- Required action: Please write out each entry exactly as it appears.
....
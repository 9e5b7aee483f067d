use crate::db::db::Db;
use crate::db::employees::employee_exists_in;
use crate::db::executor::statement_error;
use crate::db::projects::project_exists_in;
use crate::libs::error::AppError;
use crate::libs::formatter::round_to;
use crate::libs::messages::Message;
use chrono::NaiveDate;
use rusqlite::{params, Row};
use serde::{Deserialize, Serialize};

const INSERT_TIME_ENTRY: &str = "INSERT INTO registro_tiempo (empleado_id, proyecto_id, fecha, horas, descripcion)
    VALUES (?1, ?2, ?3, ?4, ?5)";
const SELECT_FOR_EMPLOYEE: &str = "SELECT r.id, r.empleado_id, r.proyecto_id, p.nombre, r.fecha, r.horas, r.descripcion
    FROM registro_tiempo r
    JOIN proyecto p ON p.id = r.proyecto_id
    WHERE r.empleado_id = ?1
      AND (?2 IS NULL OR r.fecha >= ?2)
      AND (?3 IS NULL OR r.fecha <= ?3)
    ORDER BY r.fecha DESC, r.id DESC";
const TOTAL_FOR_EMPLOYEE: &str = "SELECT COALESCE(SUM(horas), 0) FROM registro_tiempo
    WHERE empleado_id = ?1
      AND (?2 IS NULL OR fecha >= ?2)
      AND (?3 IS NULL OR fecha <= ?3)";
const HOURS_BY_EMPLOYEE: &str = "SELECT e.id, e.nombre, COALESCE(SUM(r.horas), 0), COUNT(r.id)
    FROM empleado e
    LEFT JOIN registro_tiempo r ON r.empleado_id = e.id
    GROUP BY e.id, e.nombre
    ORDER BY 3 DESC, e.nombre";
const HOURS_BY_PROJECT: &str = "SELECT p.id, p.nombre, COALESCE(SUM(r.horas), 0), COUNT(DISTINCT r.empleado_id)
    FROM proyecto p
    LEFT JOIN registro_tiempo r ON r.proyecto_id = p.id
    GROUP BY p.id, p.nombre
    ORDER BY 3 DESC, p.nombre";
const GLOBAL_STATS: &str = "SELECT COUNT(DISTINCT empleado_id), COUNT(DISTINCT proyecto_id),
        COALESCE(SUM(horas), 0), MIN(fecha), MAX(fecha), COUNT(*)
    FROM registro_tiempo";

pub const MAX_HOURS_PER_ENTRY: f64 = 24.0;
/// Divisor of the monthly average in the hours-per-employee report.
pub const WORKING_DAYS_PER_MONTH: f64 = 20.0;

#[derive(Debug, Clone, Serialize, Deserialize)]
pub struct TimeEntry {
    pub id: i64,
    pub employee_id: i64,
    pub project_id: i64,
    pub project_name: String,
    pub date: NaiveDate,
    pub hours: f64,
    pub description: Option<String>,
}

impl TimeEntry {
    fn from_row(row: &Row<'_>) -> rusqlite::Result<Self> {
        Ok(TimeEntry {
            id: row.get(0)?,
            employee_id: row.get(1)?,
            project_id: row.get(2)?,
            project_name: row.get(3)?,
            date: row.get(4)?,
            hours: row.get(5)?,
            description: row.get(6)?,
        })
    }
}

#[derive(Debug, Clone)]
pub struct NewTimeEntry {
    pub employee_id: i64,
    pub project_id: i64,
    pub date: NaiveDate,
    pub hours: f64,
    pub description: Option<String>,
}

#[derive(Debug, Clone, PartialEq)]
pub struct EmployeeHours {
    pub employee_id: i64,
    pub name: String,
    pub total_hours: f64,
    pub entries: i64,
}

impl EmployeeHours {
    pub fn daily_average(&self) -> f64 {
        round_to(self.total_hours / WORKING_DAYS_PER_MONTH, 2)
    }
}

#[derive(Debug, Clone, PartialEq)]
pub struct ProjectHours {
    pub project_id: i64,
    pub name: String,
    pub total_hours: f64,
    pub employees: i64,
}

#[derive(Debug, Clone, PartialEq, Default)]
pub struct TimeStats {
    pub employees: i64,
    pub projects: i64,
    pub entries: i64,
    pub total_hours: f64,
    pub first_date: Option<NaiveDate>,
    pub last_date: Option<NaiveDate>,
    pub average_per_employee: f64,
}

/// Accepts hours in `(0, 24]`, then rounds them to hundredths.
pub fn validate_hours(hours: f64) -> Result<f64, AppError> {
    if !(hours > 0.0 && hours <= MAX_HOURS_PER_ENTRY) {
        return Err(AppError::Validation(Message::InvalidHours(hours)));
    }

    let rounded = round_to(hours, 2);
    if rounded <= 0.0 {
        return Err(AppError::Validation(Message::HoursBelowPrecision(hours)));
    }
    Ok(rounded)
}

pub struct TimeEntries<'a> {
    db: &'a Db,
}

impl<'a> TimeEntries<'a> {
    pub fn new(db: &'a Db) -> Self {
        Self { db }
    }

    /// Records worked hours. The employee and the project must both exist.
    pub fn record(&self, entry: NewTimeEntry) -> Result<i64, AppError> {
        let hours = validate_hours(entry.hours)?;
        let description = entry.description.map(|d| d.trim().to_string()).filter(|d| !d.is_empty());

        self.db.transaction(|tx| {
            if !employee_exists_in(tx, entry.employee_id)? {
                return Err(AppError::not_found("employee", entry.employee_id));
            }
            if !project_exists_in(tx, entry.project_id)? {
                return Err(AppError::not_found("project", entry.project_id));
            }

            tx.execute(
                INSERT_TIME_ENTRY,
                params![entry.employee_id, entry.project_id, entry.date, hours, description],
            )
            .map_err(|e| statement_error(INSERT_TIME_ENTRY, e))?;
            Ok(tx.last_insert_rowid())
        })
    }

    /// Newest first. Both range ends are inclusive and optional.
    pub fn list_for_employee(
        &self,
        employee_id: i64,
        from: Option<NaiveDate>,
        to: Option<NaiveDate>,
    ) -> Result<Vec<TimeEntry>, AppError> {
        Ok(self
            .db
            .query_many(SELECT_FOR_EMPLOYEE, params![employee_id, from, to], TimeEntry::from_row)?)
    }

    pub fn total_hours_for_employee(
        &self,
        employee_id: i64,
        from: Option<NaiveDate>,
        to: Option<NaiveDate>,
    ) -> Result<f64, AppError> {
        let total: Option<f64> = self
            .db
            .query_one(TOTAL_FOR_EMPLOYEE, params![employee_id, from, to], |row| row.get(0))?;
        Ok(round_to(total.unwrap_or(0.0), 2))
    }

    pub fn hours_by_employee(&self) -> Result<Vec<EmployeeHours>, AppError> {
        Ok(self.db.query_many(HOURS_BY_EMPLOYEE, [], |row| {
            Ok(EmployeeHours {
                employee_id: row.get(0)?,
                name: row.get(1)?,
                total_hours: row.get(2)?,
                entries: row.get(3)?,
            })
        })?)
    }

    pub fn hours_by_project(&self) -> Result<Vec<ProjectHours>, AppError> {
        Ok(self.db.query_many(HOURS_BY_PROJECT, [], |row| {
            Ok(ProjectHours {
                project_id: row.get(0)?,
                name: row.get(1)?,
                total_hours: row.get(2)?,
                employees: row.get(3)?,
            })
        })?)
    }

    pub fn global_stats(&self) -> Result<TimeStats, AppError> {
        let stats = self.db.query_one(GLOBAL_STATS, [], |row| {
            Ok(TimeStats {
                employees: row.get(0)?,
                projects: row.get(1)?,
                total_hours: row.get(2)?,
                first_date: row.get(3)?,
                last_date: row.get(4)?,
                entries: row.get(5)?,
                average_per_employee: 0.0,
            })
        })?;

        let mut stats = stats.unwrap_or_default();
        stats.total_hours = round_to(stats.total_hours, 2);
        if stats.employees > 0 {
            stats.average_per_employee = round_to(stats.total_hours / stats.employees as f64, 2);
        }
        Ok(stats)
    }
}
....
- Task answer:
repository 9e5b7aee483f067d
use crate::db::db::Db;
use crate::db::employees::employee_exists_in;
use crate::db::executor::statement_error;
use crate::db::projects::project_exists_in;
use crate::libs::error::AppError;
use crate::libs::formatter::round_to;
use crate::libs::messages::Message;
use chrono::NaiveDate;
use rusqlite::{params, Row};
use serde::{Deserialize, Serialize};

const INSERT_TIME_ENTRY: &str = "INSERT INTO registro_tiempo (empleado_id, proyecto_id, fecha, horas, descripcion)
    VALUES (?1, ?2, ?3, ?4, ?5)";
const SELECT_FOR_EMPLOYEE: &str = "SELECT r.id, r.empleado_id, r.proyecto_id, p.nombre, r.fecha, r.horas, r.descripcion
    FROM registro_tiempo r
    JOIN proyecto p ON p.id = r.proyecto_id
    WHERE r.empleado_id = ?1
      AND (?2 IS NULL OR r.fecha >= ?2)
      AND (?3 IS NULL OR r.fecha <= ?3)
    ORDER BY r.fecha DESC, r.id DESC";
const TOTAL_FOR_EMPLOYEE: &str = "SELECT COALESCE(SUM(horas), 0) FROM registro_tiempo
    WHERE empleado_id = ?1
      AND (?2 IS NULL OR fecha >= ?2)
      AND (?3 IS NULL OR fecha <= ?3)";
const HOURS_BY_EMPLOYEE: &str = "SELECT e.id, e.nombre, COALESCE(SUM(r.horas), 0), COUNT(r.id)
    FROM empleado e
    LEFT JOIN registro_tiempo r ON r.empleado_id = e.id
    GROUP BY e.id, e.nombre
    ORDER BY 3 DESC, e.nombre";
const HOURS_BY_PROJECT: &str = "SELECT p.id, p.nombre, COALESCE(SUM(r.horas), 0), COUNT(DISTINCT r.empleado_id)
    FROM proyecto p
    LEFT JOIN registro_tiempo r ON r.proyecto_id = p.id
    GROUP BY p.id, p.nombre
    ORDER BY 3 DESC, p.nombre";
const GLOBAL_STATS: &str = "SELECT COUNT(DISTINCT empleado_id), COUNT(DISTINCT proyecto_id),
        COALESCE(SUM(horas), 0), MIN(fecha), MAX(fecha), COUNT(*)
    FROM registro_tiempo";

pub const MAX_HOURS_PER_ENTRY: f64 = 24.0;
/// Divisor of the monthly average in the hours-per-employee report.
pub const WORKING_DAYS_PER_MONTH: f64 = 20.0;

#[derive(Debug, Clone, Serialize, Deserialize)]
pub struct TimeEntry {
    pub id: i64,
    pub employee_id: i64,
    pub project_id: i64,
    pub project_name: String,
    pub date: NaiveDate,
    pub hours: f64,
    pub description: Option<String>,
}

impl TimeEntry {
    fn from_row(row: &Row<'_>) -> rusqlite::Result<Self> {
        Ok(TimeEntry {
            id: row.get(0)?,
            employee_id: row.get(1)?,
            project_id: row.get(2)?,
            project_name: row.get(3)?,
            date: row.get(4)?,
            hours: row.get(5)?,
            description: row.get(6)?,
        })
    }
}

#[derive(Debug, Clone)]
pub struct NewTimeEntry {
    pub employee_id: i64,
    pub project_id: i64,
    pub date: NaiveDate,
    pub hours: f64,
    pub description: Option<String>,
}

#[derive(Debug, Clone, PartialEq)]
pub struct EmployeeHours {
    pub employee_id: i64,
    pub name: String,
    pub total_hours: f64,
    pub entries: i64,
}

impl EmployeeHours {
    pub fn daily_average(&self) -> f64 {
        round_to(self.total_hours / WORKING_DAYS_PER_MONTH, 2)
    }
}

#[derive(Debug, Clone, PartialEq)]
pub struct ProjectHours {
    pub project_id: i64,
    pub name: String,
    pub total_hours: f64,
    pub employees: i64,
}

#[derive(Debug, Clone, PartialEq, Default)]
pub struct TimeStats {
    pub employees: i64,
    pub projects: i64,
    pub entries: i64,
    pub total_hours: f64,
    pub first_date: Option<NaiveDate>,
    pub last_date: Option<NaiveDate>,
    pub average_per_employee: f64,
}

/// Accepts hours in `(0, 24]`, then rounds them to hundredths.
pub fn validate_hours(hours: f64) -> Result<f64, AppError> {
    if !(hours > 0.0 && hours <= MAX_HOURS_PER_ENTRY) {
        return Err(AppError::Validation(Message::InvalidHours(hours)));
    }

    let rounded = round_to(hours, 2);
    if rounded <= 0.0 {
        return Err(AppError::Validation(Message::HoursBelowPrecision(hours)));
    }
    Ok(rounded)
}

pub struct TimeEntries<'a> {
    db: &'a Db,
}

impl<'a> TimeEntries<'a> {
    pub fn new(db: &'a Db) -> Self {
        Self { db }
    }

    /// Records worked hours. The employee and the project must both exist.
    pub fn record(&self, entry: NewTimeEntry) -> Result<i64, AppError> {
        let hours = validate_hours(entry.hours)?;
        let description = entry.description.map(|d| d.trim().to_string()).filter(|d| !d.is_empty());

        self.db.transaction(|tx| {
            if !employee_exists_in(tx, entry.employee_id)? {
                return Err(AppError::not_found("employee", entry.employee_id));
            }
            if !project_exists_in(tx, entry.project_id)? {
                return Err(AppError::not_found("project", entry.project_id));
            }

            tx.execute(
                INSERT_TIME_ENTRY,
                params![entry.employee_id, entry.project_id, entry.date, hours, description],
            )
            .map_err(|e| statement_error(INSERT_TIME_ENTRY, e))?;
            Ok(tx.last_insert_rowid())
        })
    }

    /// Newest first. Both range ends are inclusive and optional.
    pub fn list_for_employee(
        &self,
        employee_id: i64,
        from: Option<NaiveDate>,
        to: Option<NaiveDate>,
    ) -> Result<Vec<TimeEntry>, AppError> {
        Ok(self
            .db
            .query_many(SELECT_FOR_EMPLOYEE, params![employee_id, from, to], TimeEntry::from_row)?)
    }

    pub fn total_hours_for_employee(
        &self,
        employee_id: i64,
        from: Option<NaiveDate>,
        to: Option<NaiveDate>,
    ) -> Result<f64, AppError> {
        let total: Option<f64> = self
            .db
            .query_one(TOTAL_FOR_EMPLOYEE, params![employee_id, from, to], |row| row.get(0))?;
        Ok(round_to(total.unwrap_or(0.0), 2))
    }

    pub fn hours_by_employee(&self) -> Result<Vec<EmployeeHours>, AppError> {
        Ok(self.db.query_many(HOURS_BY_EMPLOYEE, [], |row| {
            Ok(EmployeeHours {
                employee_id: row.get(0)?,
                name: row.get(1)?,
                total_hours: row.get(2)?,
                entries: row.get(3)?,
            })
        })?)
    }

    pub fn hours_by_project(&self) -> Result<Vec<ProjectHours>, AppError> {
        Ok(self.db.query_many(HOURS_BY_PROJECT, [], |row| {
            Ok(ProjectHours {
                project_id: row.get(0)?,
                name: row.get(1)?,
                total_hours: row.get(2)?,
                employees: row.get(3)?,
            })
        })?)
    }

    pub fn global_stats(&self) -> Result<TimeStats, AppError> {
        let stats = self.db.query_one(GLOBAL_STATS, [], |row| {
            Ok(TimeStats {
                employees: row.get(0)?,
                projects: row.get(1)?,
                total_hours: row.get(2)?,
                first_date: row.get(3)?,
                last_date: row.get(4)?,
                entries: row.get(5)?,
                average_per_employee: 0.0,
            })
        })?;

        let mut stats = stats.unwrap_or_default();
        stats.total_hours = round_to(stats.total_hours, 2);
        if stats.employees > 0 {
            stats.average_per_employee = round_to(stats.total_hours / stats.employees as f64, 2);
        }
        Ok(stats)
    }
}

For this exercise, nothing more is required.